The Independent Report strives to be independent and apolitical in reporting on the U.S. economy. The focus is typically on the Federal Reserve's monetary policy, inflation, interest rates, unemployment, the housing market and the energy markets.

But another area of focus is fiscal policy: federal spending, revenues and deficits. It is impossible, inconceivable or, at the least, irresponsible to ignore the nearly $17 trillion national debt.

The level of dysfunction in Washington has angered most Americans and it has dismayed other governments around the world, particularly our trading partners and the holders of our debt. With the current melodrama playing out in DC, a review the federal budget process is in order. Think of it as "Federal Budget Process 101."

There is a lot of finger-pointing going on right now, but many Americans do not understand how the budget process works. Thanks to the Center on Budget and Policy Priorities for laying out the broad strokes.

The Congressional Budget Act of 1974 is the template for Congressional tax and spending legislation. Under the Budget Act, each year Congress is required to develop a "budget resolution" that sets aggregate limits on spending and targets for federal revenue.

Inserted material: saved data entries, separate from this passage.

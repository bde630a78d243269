//! Computer-control vocabulary.
//!
//! A model that drives a virtual device emits [`ComputerCall`] items, each
//! carrying one [`ComputerAction`]. The runtime executes the action against a
//! device and always answers with a fresh screenshot.

use serde::{Deserialize, Serialize};

/// Kind of environment the controlled device presents.
#[derive(Clone, Copy, Debug, PartialEq, Eq, Hash, Serialize, Deserialize)]
#[serde(rename_all = "snake_case")]
pub enum Environment {
    /// macOS desktop.
    Mac,
    /// Windows desktop.
    Windows,
    /// Ubuntu desktop.
    Ubuntu,
    /// A headless or headed web browser.
    Browser,
}

/// Pointer button used by a click.
#[derive(Clone, Copy, Debug, Default, PartialEq, Eq, Hash, Serialize, Deserialize)]
#[serde(rename_all = "snake_case")]
pub enum MouseButton {
    /// Primary button.
    #[default]
    Left,
    /// Secondary button.
    Right,
    /// Middle button / wheel press.
    Wheel,
    /// Browser back button.
    Back,
    /// Browser forward button.
    Forward,
}

/// A screen coordinate.
#[derive(Clone, Copy, Debug, PartialEq, Eq, Hash, Serialize, Deserialize)]
pub struct Point {
    /// Horizontal position in pixels.
    pub x: i32,
    /// Vertical position in pixels.
    pub y: i32,
}

/// A primitive operation requested by the model.
#[derive(Clone, Debug, PartialEq, Eq, Serialize, Deserialize)]
#[serde(tag = "type", rename_all = "snake_case")]
pub enum ComputerAction {
    /// Single click.
    Click {
        /// X coordinate.
        x: i32,
        /// Y coordinate.
        y: i32,
        /// Button to press.
        #[serde(default)]
        button: MouseButton,
    },
    /// Double click with the primary button.
    DoubleClick {
        /// X coordinate.
        x: i32,
        /// Y coordinate.
        y: i32,
    },
    /// Scroll at a position.
    Scroll {
        /// X coordinate.
        x: i32,
        /// Y coordinate.
        y: i32,
        /// Horizontal scroll distance.
        scroll_x: i32,
        /// Vertical scroll distance.
        scroll_y: i32,
    },
    /// Type text at the current focus.
    Type {
        /// Text to type.
        text: String,
    },
    /// Wait for the device to settle.
    Wait,
    /// Move the pointer.
    Move {
        /// X coordinate.
        x: i32,
        /// Y coordinate.
        y: i32,
    },
    /// Press a key combination.
    Keypress {
        /// Keys pressed together.
        keys: Vec<String>,
    },
    /// Drag the pointer along a path.
    Drag {
        /// Waypoints, starting with the press position.
        path: Vec<Point>,
    },
    /// Capture the screen without acting.
    Screenshot,
}

impl ComputerAction {
    /// Short action name, used in logs and spans.
    pub fn kind(&self) -> &'static str {
        match self {
            Self::Click { .. } => "click",
            Self::DoubleClick { .. } => "double_click",
            Self::Scroll { .. } => "scroll",
            Self::Type { .. } => "type",
            Self::Wait => "wait",
            Self::Move { .. } => "move",
            Self::Keypress { .. } => "keypress",
            Self::Drag { .. } => "drag",
            Self::Screenshot => "screenshot",
        }
    }
}

/// A safety check the provider attached to a computer call.
///
/// It must be acknowledged before the action runs.
#[derive(Clone, Debug, PartialEq, Eq, Serialize, Deserialize)]
pub struct SafetyCheck {
    /// Check identifier.
    pub id: String,
    /// Machine-readable check code.
    pub code: String,
    /// Human-readable explanation.
    pub message: String,
}

/// A model-issued computer action call.
#[derive(Clone, Debug, PartialEq, Eq, Serialize, Deserialize)]
pub struct ComputerCall {
    /// Item identifier.
    pub id: String,
    /// Call identifier echoed by the output item.
    pub call_id: String,
    /// Action to perform.
    pub action: ComputerAction,
    /// Checks that must be acknowledged before acting.
    #[serde(default, skip_serializing_if = "Vec::is_empty")]
    pub pending_safety_checks: Vec<SafetyCheck>,
}

#[cfg(test)]
mod tests {
    use super::*;

    #[test]
    fn click_defaults_to_left_button() {
        let action: ComputerAction =
            serde_json::from_value(serde_json::json!({"type": "click", "x": 3, "y": 4})).unwrap();
        assert_eq!(
            action,
            ComputerAction::Click {
                x: 3,
                y: 4,
                button: MouseButton::Left
            }
        );
    }

    #[test]
    fn drag_path_roundtrip_shape() {
        let action = ComputerAction::Drag {
            path: vec![Point { x: 0, y: 0 }, Point { x: 10, y: 5 }],
        };
        let json = serde_json::to_value(&action).unwrap();
        assert_eq!(json["type"], "drag");
        assert_eq!(json["path"][1]["x"], 10);
    }

    #[test]
    fn action_kind_names() {
        assert_eq!(ComputerAction::Wait.kind(), "wait");
        assert_eq!(ComputerAction::Screenshot.kind(), "screenshot");
        assert_eq!(
            ComputerAction::Keypress {
                keys: vec!["ctrl".into(), "c".into()]
            }
            .kind(),
            "keypress"
        );
    }

    #[test]
    fn safety_checks_omitted_when_empty() {
        let call = ComputerCall {
            id: "cu_1".into(),
            call_id: "call_1".into(),
            action: ComputerAction::Screenshot,
            pending_safety_checks: vec![],
        };
        let json = serde_json::to_value(&call).unwrap();
        assert!(json.get("pending_safety_checks").is_none());
    }
}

The President's annual budget request kicks off the budget process. On or before the first Monday in February, the President submits to Congress a detailed budget request for the coming federal fiscal year, which begins on October 1. This budget request is developed by the President's Office of Management and Budget (OMB).

The President's proposed budget provides Congress with a recommendation for overall federal fiscal policy, including: total federal spending, how much revenue the government should collect, and how much of a deficit (or surplus) the federal government should run — which is simply the difference between spending and revenue. Cumulative, yearly deficits add to the overall national debt.

The President's budget is very specific, laying out recommended funding levels for all individual federal programs. The proposed budget typically outlines fiscal policy and budget priorities not only for the coming year, but for the next five years, or more. It is also accompanied by historical tables that illustrate past budget figures.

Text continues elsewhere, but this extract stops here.